20/10/2004

Escolástica #1

A visita ao Mosteiro de Santa Escolástica, relatada no dia 7 de Outubro no texto Lugares #23, vai servir de ponto de partida para outro tema. Não nos vamos debruçar sobre a vida da Santa que lhe deu o nome, irmã de S. Bento e patrona das monjas beneditinas, mas sim sobre o período do pensamento cristão que vai do começo do século IX aos fins do século XVI.


Santa Escolástica

A Igreja Católica, como a instituição mais importante da idade média, desempenhou um papel primordial no ensino. A escolástica era a filosofia ensinada nas escolas da idade média pelos mestres denominados escolásticos, e promovia um saber que se baseava principalmente em obras literárias.

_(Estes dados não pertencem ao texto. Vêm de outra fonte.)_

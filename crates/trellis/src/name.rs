use std::fmt;

use convert_case::{Case, Casing};

/// A widget label made of lowercase ASCII alphanumerics and underscores,
/// shown in display lists and tree dumps.
#[derive(Debug, Clone, PartialEq, Eq, Hash)]
pub struct WidgetName(String);

impl WidgetName {
    /// Munge any string into a name: snake case it, then drop every
    /// character outside `[a-z0-9_]`. Falls back to `widget` if nothing is
    /// left.
    pub fn convert(name: &str) -> Self {
        let name: String = name
            .to_case(Case::Snake)
            .chars()
            .filter(|c| c.is_ascii_lowercase() || c.is_ascii_digit() || *c == '_')
            .collect();
        if name.is_empty() {
            Self("widget".into())
        } else {
            Self(name)
        }
    }
}

impl fmt::Display for WidgetName {
    fn fmt(&self, f: &mut fmt::Formatter<'_>) -> fmt::Result {
        f.write_str(&self.0)
    }
}

impl PartialEq<&str> for WidgetName {
    fn eq(&self, other: &&str) -> bool {
        self.0 == *other
    }
}
use std::{fs, path::Path};

use serde::{Deserialize, Serialize};
use trellis::{Error, Result};

/// Width in pixels of the scrollbar strip.
pub const SCROLLBAR_WIDTH: u32 = 15;

/// Pixels scrolled per wheel notch.
pub const WHEEL_STEP: i32 = 20;

/// Tuning for scrollable containers. Missing fields take their defaults, so
/// a config file only needs to name what it changes.
#[derive(Debug, Clone, Copy, PartialEq, Eq, Serialize, Deserialize)]
#[serde(default, deny_unknown_fields)]
pub struct ScrollConfig {
    /// Width in pixels of the scrollbar strip.
    pub scrollbar_width: u32,
    /// Pixels scrolled per wheel notch.
    pub wheel_step: i32,
}

impl Default for ScrollConfig {
    fn default() -> Self {
        Self {
            scrollbar_width: SCROLLBAR_WIDTH,
            wheel_step: WHEEL_STEP,
        }
    }
}

impl ScrollConfig {
    /// Parse a config from JSON.
    pub fn from_json(s: &str) -> Result<Self> {
        serde_json::from_str(s).map_err(|e| Error::Config(e.to_string()))
    }

    /// Load a config from a JSON file.
    pub fn load(path: impl AsRef<Path>) -> Result<Self> {
        let text = fs::read_to_string(path)?;
        Self::from_json(&text)
    }

    /// Serialize to pretty-printed JSON.
    pub fn to_json(&self) -> Result<String> {
        serde_json::to_string_pretty(self).map_err(|e| Error::Config(e.to_string()))
    }
}

#[cfg(test)]
mod tests {
    use super::*;

    #[test]
    fn partial_config_keeps_defaults() -> Result<()> {
        let c = ScrollConfig::from_json(r#"{ "wheel_step": 5 }"#)?;
        assert_eq!(c.wheel_step, 5);
        assert_eq!(c.scrollbar_width, SCROLLBAR_WIDTH);
        assert_eq!(ScrollConfig::from_json("{}")?, ScrollConfig::default());
        Ok(())
    }

    #[test]
    fn bad_config_is_an_error() {
        assert!(matches!(
            ScrollConfig::from_json(r#"{ "wheel_stp": 5 }"#),
            Err(Error::Config(_))
        ));
        assert!(matches!(
            ScrollConfig::load("/nonexistent/trellis.json"),
            Err(Error::Io(_))
        ));
    }

    #[test]
    fn json_output_parses_back() -> Result<()> {
        let c = ScrollConfig {
            scrollbar_width: 8,
            wheel_step: 12,
        };
        assert_eq!(ScrollConfig::from_json(&c.to_json()?)?, c);
        Ok(())
    }
}
//! Account connection flows through the service facade
//!
//! Uses the gated mock collaborator so tests can observe the pending states
//! while an operation is in flight.

use chrono::{Duration, NaiveDate, NaiveDateTime};
use std::sync::Arc;

use libtrendmingle::clock::ManualClock;
use libtrendmingle::error::PlatformError;
use libtrendmingle::identity::StaticIdentity;
use libtrendmingle::service::events::Event;
use libtrendmingle::store::{MemoryStore, RemoteStore};
use libtrendmingle::sync::mock::MockSync;
use libtrendmingle::{ConnectionState, MingleError, MingleService, Platform, ServiceParts};

fn noon() -> NaiveDateTime {
    NaiveDate::from_ymd_opt(2024, 9, 15)
        .unwrap()
        .and_hms_opt(12, 0, 0)
        .unwrap()
}

struct Harness {
    service: Arc<MingleService>,
    sync: MockSync,
    store: MemoryStore,
    clock: Arc<ManualClock>,
}

async fn harness(sync: MockSync) -> Harness {
    let store = MemoryStore::new();
    let clock = Arc::new(ManualClock::new(noon()));
    let parts = ServiceParts::new(
        Arc::new(store.clone()),
        Arc::new(sync.clone()),
        Arc::new(StaticIdentity::signed_in("user-1", "ana@example.com")),
        clock.clone(),
    );
    let service = MingleService::from_parts(parts).await.unwrap();
    for platform in Platform::ALL {
        service
            .accounts()
            .set_username(platform, &format!("ana_{}", platform.as_str()))
            .await
            .unwrap();
    }
    Harness {
        service: Arc::new(service),
        sync,
        store,
        clock,
    }
}

#[tokio::test]
async fn test_connect_is_observable_while_pending() {
    let h = harness(MockSync::gated()).await;

    let task = {
        let service = Arc::clone(&h.service);
        tokio::spawn(async move { service.accounts().connect(Platform::Twitter).await })
    };
    h.sync.wait_for_calls(1).await;

    assert_eq!(
        h.service.accounts().get(Platform::Twitter).await.state(),
        ConnectionState::Connecting
    );
    // Other platforms stay usable while Twitter is in flight.
    assert_eq!(
        h.service.accounts().get(Platform::Instagram).await.state(),
        ConnectionState::Disconnected
    );

    h.sync.release(1);
    let account = task.await.unwrap().unwrap();
    assert_eq!(account.state(), ConnectionState::Connected);
    assert_eq!(account.last_synced_at(), Some(noon()));
}

#[tokio::test]
async fn test_repeated_connect_while_pending_is_ignored() {
    let h = harness(MockSync::gated()).await;

    let task = {
        let service = Arc::clone(&h.service);
        tokio::spawn(async move { service.accounts().connect(Platform::Linkedin).await })
    };
    h.sync.wait_for_calls(1).await;

    let again = h.service.accounts().connect(Platform::Linkedin).await.unwrap();
    assert_eq!(again.state(), ConnectionState::Connecting);
    assert_eq!(h.sync.connect_calls(), 1);

    h.sync.release(1);
    task.await.unwrap().unwrap();
}

#[tokio::test]
async fn test_failed_connect_rolls_back_and_reports() {
    let h = harness(MockSync::new()).await;
    let mut events = h.service.subscribe();
    h.sync.fail_connect(
        Platform::Tiktok,
        PlatformError::Authentication("bad token".to_string()),
    );

    let result = h.service.accounts().connect(Platform::Tiktok).await;
    match result {
        Err(error @ MingleError::Sync { .. }) => assert!(error.is_recoverable()),
        other => panic!("expected sync error, got {:?}", other),
    }

    let account = h.service.accounts().get(Platform::Tiktok).await;
    assert_eq!(account.state(), ConnectionState::Disconnected);
    assert_eq!(account.username(), "ana_tiktok");

    let mut saw_failure = false;
    while let Ok(event) = events.try_recv() {
        if let Event::AccountOperationFailed { platform, .. } = event {
            assert_eq!(platform, Platform::Tiktok);
            saw_failure = true;
        }
    }
    assert!(saw_failure);

    h.sync.succeed(Platform::Tiktok);
    let retried = h.service.accounts().connect(Platform::Tiktok).await.unwrap();
    assert_eq!(retried.state(), ConnectionState::Connected);
}

#[tokio::test]
async fn test_failed_sync_keeps_connection_and_stamp() {
    let h = harness(MockSync::new()).await;
    h.service.accounts().connect(Platform::Instagram).await.unwrap();

    h.clock.advance(Duration::hours(1));
    h.sync.fail_sync(
        Platform::Instagram,
        PlatformError::Network("timeout".to_string()),
    );
    assert!(h.service.accounts().sync_now(Platform::Instagram).await.is_err());

    let account = h.service.accounts().get(Platform::Instagram).await;
    assert_eq!(account.state(), ConnectionState::Connected);
    assert_eq!(account.last_synced_at(), Some(noon()));
}

#[tokio::test]
async fn test_disconnect_discards_sync_in_flight() {
    let h = harness(MockSync::gated()).await;

    let connect = {
        let service = Arc::clone(&h.service);
        tokio::spawn(async move { service.accounts().connect(Platform::Twitter).await })
    };
    h.sync.wait_for_calls(1).await;
    h.sync.release(1);
    connect.await.unwrap().unwrap();

    let sync = {
        let service = Arc::clone(&h.service);
        tokio::spawn(async move { service.accounts().sync_now(Platform::Twitter).await })
    };
    h.sync.wait_for_calls(2).await;
    assert_eq!(
        h.service.accounts().get(Platform::Twitter).await.state(),
        ConnectionState::Syncing
    );

    h.service.accounts().disconnect(Platform::Twitter).await.unwrap();
    h.sync.release(1);
    let late = sync.await.unwrap().unwrap();

    assert_eq!(late.state(), ConnectionState::Disconnected);
    assert_eq!(late.last_synced_at(), None);

    let stored = h.store.load_accounts().await.unwrap();
    let twitter = stored
        .iter()
        .find(|a| a.platform() == Platform::Twitter)
        .unwrap();
    assert_eq!(twitter.state(), ConnectionState::Disconnected);
}

#[tokio::test]
async fn test_auto_sync_picks_stale_accounts() {
    let h = harness(MockSync::new()).await;
    h.service.accounts().connect(Platform::Instagram).await.unwrap();
    h.clock.advance(Duration::hours(5));
    h.service.accounts().connect(Platform::Linkedin).await.unwrap();

    h.clock.advance(Duration::hours(2));
    assert_eq!(
        h.service.accounts().due_for_sync().await,
        vec![Platform::Instagram]
    );

    let outcomes = h.service.accounts().sync_due().await;
    assert_eq!(outcomes.len(), 1);
    let (platform, result) = &outcomes[0];
    assert_eq!(*platform, Platform::Instagram);
    assert_eq!(
        result.as_ref().unwrap().last_synced_at(),
        Some(noon() + Duration::hours(7))
    );
    assert!(h.service.accounts().due_for_sync().await.is_empty());
}

#[tokio::test]
async fn test_username_locked_while_connected() {
    let h = harness(MockSync::new()).await;
    h.service.accounts().connect(Platform::Twitter).await.unwrap();

    assert!(matches!(
        h.service
            .accounts()
            .set_username(Platform::Twitter, "someone_else")
            .await,
        Err(MingleError::InvalidTransition { .. })
    ));
    assert!(matches!(
        h.service.accounts().disconnect(Platform::Linkedin).await,
        Err(MingleError::InvalidTransition { .. })
    ));
}
#[cfg(test)]
mod tests {
    use super::*;
    use crate::accounts::SocialAccount;
    use crate::clock::ManualClock;
    use crate::error::StoreError;
    use crate::store::{MemoryStore, Profile, Trend};
    use async_trait::async_trait;
    use chrono::{NaiveDate, NaiveDateTime};
    use std::sync::atomic::{AtomicUsize, Ordering};

    /// Memory store whose post writes fail once `allowed` of them succeeded.
    struct FailingPostWrites {
        inner: MemoryStore,
        allowed: AtomicUsize,
    }

    #[async_trait]
    impl RemoteStore for FailingPostWrites {
        async fn get_profile(&self, id: &str) -> Result<Option<Profile>> {
            self.inner.get_profile(id).await
        }

        async fn upsert_profile(&self, profile: &Profile) -> Result<()> {
            self.inner.upsert_profile(profile).await
        }

        async fn list_trends(&self) -> Result<Vec<Trend>> {
            self.inner.list_trends().await
        }

        async fn get_trend(&self, id: &str) -> Result<Option<Trend>> {
            self.inner.get_trend(id).await
        }

        async fn save_trend(&self, trend: &Trend) -> Result<()> {
            self.inner.save_trend(trend).await
        }

        async fn delete_trend(&self, id: &str) -> Result<bool> {
            self.inner.delete_trend(id).await
        }

        async fn like_trend(&self, id: &str) -> Result<i64> {
            self.inner.like_trend(id).await
        }

        async fn save_post(&self, post: &Post) -> Result<()> {
            let exhausted = self
                .allowed
                .fetch_update(Ordering::SeqCst, Ordering::SeqCst, |n| n.checked_sub(1))
                .is_err();
            if exhausted {
                return Err(StoreError::Io(std::io::Error::new(
                    std::io::ErrorKind::Other,
                    "disk full",
                ))
                .into());
            }
            self.inner.save_post(post).await
        }

        async fn remove_post(&self, id: &str) -> Result<()> {
            self.inner.remove_post(id).await
        }

        async fn load_posts(&self) -> Result<Vec<Post>> {
            self.inner.load_posts().await
        }

        async fn save_account(&self, account: &SocialAccount) -> Result<()> {
            self.inner.save_account(account).await
        }

        async fn load_accounts(&self) -> Result<Vec<SocialAccount>> {
            self.inner.load_accounts().await
        }
    }

    fn now() -> NaiveDateTime {
        NaiveDate::from_ymd_opt(2024, 3, 10)
            .unwrap()
            .and_hms_opt(8, 0, 0)
            .unwrap()
    }

    fn service() -> (PostService, MemoryStore, EventBus) {
        let store = MemoryStore::new();
        let events = EventBus::new(32);
        let service = PostService::new(
            Arc::new(store.clone()),
            Arc::new(ManualClock::new(now())),
            events.clone(),
        );
        (service, store, events)
    }

    #[tokio::test]
    async fn test_launch_lifecycle() {
        let (service, store, _) = service();
        let post = service
            .create("Launch", Platform::Instagram, "2024-03-10T14:30")
            .await
            .unwrap();
        assert_eq!(post.status(), PostStatus::Draft);

        service.schedule(post.id()).await.unwrap();
        let posted = service.mark_posted(post.id(), 50).await.unwrap();
        assert_eq!(posted.status(), PostStatus::Posted);
        assert_eq!(posted.engagement(), Some(50));

        assert!(matches!(
            service.schedule(post.id()).await,
            Err(MingleError::InvalidTransition { .. })
        ));
        assert_eq!(store.load_posts().await.unwrap(), vec![posted]);
    }

    #[tokio::test]
    async fn test_rejected_transition_changes_nothing() {
        let (service, store, _) = service();
        let post = service
            .create("Teaser", Platform::Twitter, "tomorrow")
            .await
            .unwrap();
        assert_eq!(post.date_key(), NaiveDate::from_ymd_opt(2024, 3, 11).unwrap());

        assert!(service.mark_posted(post.id(), 5).await.is_err());
        service.schedule(post.id()).await.unwrap();
        assert!(matches!(
            service.mark_posted(post.id(), -1).await,
            Err(MingleError::Validation(_))
        ));

        let current = service.get(post.id()).await.unwrap();
        assert_eq!(current.status(), PostStatus::Scheduled);
        assert_eq!(current.engagement(), None);
        assert_eq!(store.load_posts().await.unwrap(), vec![current]);
    }

    #[tokio::test]
    async fn test_delete_rules() {
        let (service, store, events) = service();
        let mut receiver = events.subscribe();

        let draft = service.create("Draft", Platform::Linkedin, "2h").await.unwrap();
        service.delete(draft.id()).await.unwrap();
        assert!(matches!(
            service.get(draft.id()).await,
            Err(MingleError::NotFound { .. })
        ));

        let done = service.create("Done", Platform::Linkedin, "1h").await.unwrap();
        service.schedule(done.id()).await.unwrap();
        service.mark_posted(done.id(), 3).await.unwrap();
        assert!(matches!(
            service.delete(done.id()).await,
            Err(MingleError::InvalidTransition { .. })
        ));
        assert_eq!(store.load_posts().await.unwrap().len(), 1);

        let mut kinds = Vec::new();
        while let Ok(event) = receiver.try_recv() {
            kinds.push(event);
        }
        assert!(kinds.contains(&Event::PostDeleted {
            post_id: draft.id().to_string()
        }));
    }

    #[tokio::test]
    async fn test_ideas_promote_then_schedule() {
        let (service, _, _) = service();
        let idea = service
            .create_idea("Behind the scenes", Platform::Tiktok, "2024-03-12 10:00")
            .await
            .unwrap();
        assert_eq!(idea.status(), PostStatus::Idea);
        assert!(service.schedule(idea.id()).await.is_err());

        service.promote(idea.id()).await.unwrap();
        let scheduled = service.schedule(idea.id()).await.unwrap();
        assert_eq!(scheduled.status(), PostStatus::Scheduled);
        assert_eq!(service.list_by_status(PostStatus::Scheduled).await.len(), 1);
    }

    #[tokio::test]
    async fn test_edits_locked_after_publish() {
        let (service, _, _) = service();
        let post = service.create("Old", Platform::Twitter, "3h").await.unwrap();
        service.retitle(post.id(), "New").await.unwrap();
        let moved = service.reschedule(post.id(), "2024-03-15 09:00").await.unwrap();
        assert_eq!(moved.title(), "New");
        assert_eq!(moved.date_key(), NaiveDate::from_ymd_opt(2024, 3, 15).unwrap());

        service.schedule(post.id()).await.unwrap();
        service.mark_posted(post.id(), 1).await.unwrap();
        assert!(service.retitle(post.id(), "Newer").await.is_err());
        assert!(service.reschedule(post.id(), "1h").await.is_err());
        assert_eq!(service.get(post.id()).await.unwrap().title(), "New");
    }

    #[tokio::test]
    async fn test_upcoming_and_restore() {
        let (service, store, events) = service();
        let late = service.create("Late", Platform::Twitter, "5h").await.unwrap();
        let early = service.create("Early", Platform::Twitter, "1h").await.unwrap();
        let gone = service.create("Gone", Platform::Twitter, "2h").await.unwrap();
        service.schedule(gone.id()).await.unwrap();
        service.mark_posted(gone.id(), 9).await.unwrap();

        let ids: Vec<String> = service
            .upcoming()
            .await
            .iter()
            .map(|p| p.id().to_string())
            .collect();
        assert_eq!(ids, vec![early.id().to_string(), late.id().to_string()]);

        let reopened = PostService::new(
            Arc::new(store),
            Arc::new(ManualClock::new(now())),
            events,
        );
        assert_eq!(reopened.restore().await.unwrap(), 3);
        assert_eq!(reopened.upcoming().await.len(), 2);
    }

    #[tokio::test]
    async fn test_create_from_draft() {
        let (service, _, _) = service();
        let mut draft = ComposeDraft::new(NaiveDate::from_ymd_opt(2024, 3, 12).unwrap());
        draft.content = "Weekly tips".to_string();
        draft.toggle_platform(Platform::Instagram);
        draft.toggle_platform(Platform::Linkedin);

        let created = service.create_from_draft(draft).await.unwrap();
        assert_eq!(created.len(), 2);
        assert_eq!(service.list().await.len(), 2);
    }

    #[tokio::test]
    async fn test_failed_batch_write_leaves_store_and_memory_empty() {
        let inner = MemoryStore::new();
        let service = PostService::new(
            Arc::new(FailingPostWrites {
                inner: inner.clone(),
                allowed: AtomicUsize::new(1),
            }),
            Arc::new(ManualClock::new(now())),
            EventBus::new(8),
        );

        let mut draft = ComposeDraft::new(NaiveDate::from_ymd_opt(2024, 3, 12).unwrap());
        draft.content = "Weekly tips".to_string();
        draft.toggle_platform(Platform::Twitter);
        draft.toggle_platform(Platform::Instagram);

        let err = service.create_from_draft(draft).await.unwrap_err();
        assert!(err.is_recoverable());
        assert!(service.list().await.is_empty());
        assert!(inner.load_posts().await.unwrap().is_empty());
    }

    #[tokio::test]
    async fn test_restore_keeps_creation_order_for_ties() {
        let (service, store, events) = service();
        let mut created = Vec::new();
        for title in ["First", "Second", "Third"] {
            let post = service
                .create(title, Platform::Instagram, "2024-03-12 10:00")
                .await
                .unwrap();
            created.push(post.id().to_string());
        }
        let earlier = service
            .create("Earlier", Platform::Instagram, "2024-03-11 10:00")
            .await
            .unwrap();
        service.retitle(&created[0], "First, edited").await.unwrap();

        let reopened = PostService::new(
            Arc::new(store),
            Arc::new(ManualClock::new(now())),
            events,
        );
        reopened.restore().await.unwrap();

        let listed: Vec<String> = reopened
            .list()
            .await
            .iter()
            .map(|p| p.id().to_string())
            .collect();
        let mut expected = created.clone();
        expected.push(earlier.id().to_string());
        assert_eq!(listed, expected);

        let upcoming: Vec<String> = reopened
            .upcoming()
            .await
            .iter()
            .map(|p| p.id().to_string())
            .collect();
        let mut expected = vec![earlier.id().to_string()];
        expected.extend(created);
        assert_eq!(upcoming, expected);
    }

    #[tokio::test]
    async fn test_composed_body_is_stored() {
        let (service, store, _) = service();
        let mut draft = ComposeDraft::new(NaiveDate::from_ymd_opt(2024, 3, 12).unwrap());
        draft.content = "Weekly tips\nFive ideas inside".to_string();
        draft.add_hashtag("tips");
        draft.toggle_platform(Platform::Linkedin);

        service.create_from_draft(draft).await.unwrap();
        let stored = store.load_posts().await.unwrap();
        assert_eq!(stored[0].title(), "Weekly tips");
        assert_eq!(stored[0].body(), "Weekly tips\nFive ideas inside\n\n#tips");
    }

    #[tokio::test]
    async fn test_invalid_input_is_validation_error() {
        let (service, _, _) = service();
        assert!(matches!(
            service.create("", Platform::Twitter, "1h").await,
            Err(MingleError::Validation(_))
        ));
        assert!(matches!(
            service.create("Hi", Platform::Twitter, "someday maybe").await,
            Err(MingleError::Validation(_))
        ));
        assert!(service.list().await.is_empty());
    }
}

Historicamente, a escolástica divide-se em 3 períodos: o primitivo (séculos IX ao XII), o médio (séculos XII e XIII) e o tardio (séculos XIV e XV). De cada um desses períodos salientaram-se

João Scoto Erígena (c.800-870)

Percursor da filosofia escolástica, onde se apoiariam as doutrinas de tendência panteísta (que estabeleciam uma ligação total entre Deus e o Universo)

S. Tomás de Aquino (1224/5-1274)


S. Tomás de Aquino

Foi sem dúvida o teólogo mais representativo da escolástica. tendo-a levado ao seu ápice.

Duns Escoto (1274-1303) e Guilherme de Occam (1270-1347)

Duns Escoto Guilherme de Occam

No período áureo da escolástica, colocaram as verdades morais e religiosas acima de quaisquer outras. Levaram dessa forma à completa separação entre a razão e a fé, libertaram a filosofia da teologia, o que contribuiu, por exemplo, para o início do pensamente científico moderno.


Será interessante referir que um dos objectivos da escolástica, principalmente a partir do século XI, era o de analisar as transformações sociais e políticas, as consequências e os problemas que daí poderiam advir, e procurar consubstanciá-los nos dogmas da Igreja.

E é aqui que eu me pergunto se não seria tempo de a Igreja Católica proceder a uma "escolástica versão século XXI" e rever alguns dos seus dogmas? Que novas transformações serão necessárias para que tal venha a acontecer? Talvez a questão esteja mais em saber se serão transformações na sociedade ou dentro de própria Igreja a motivar tal processo. Ou ambas.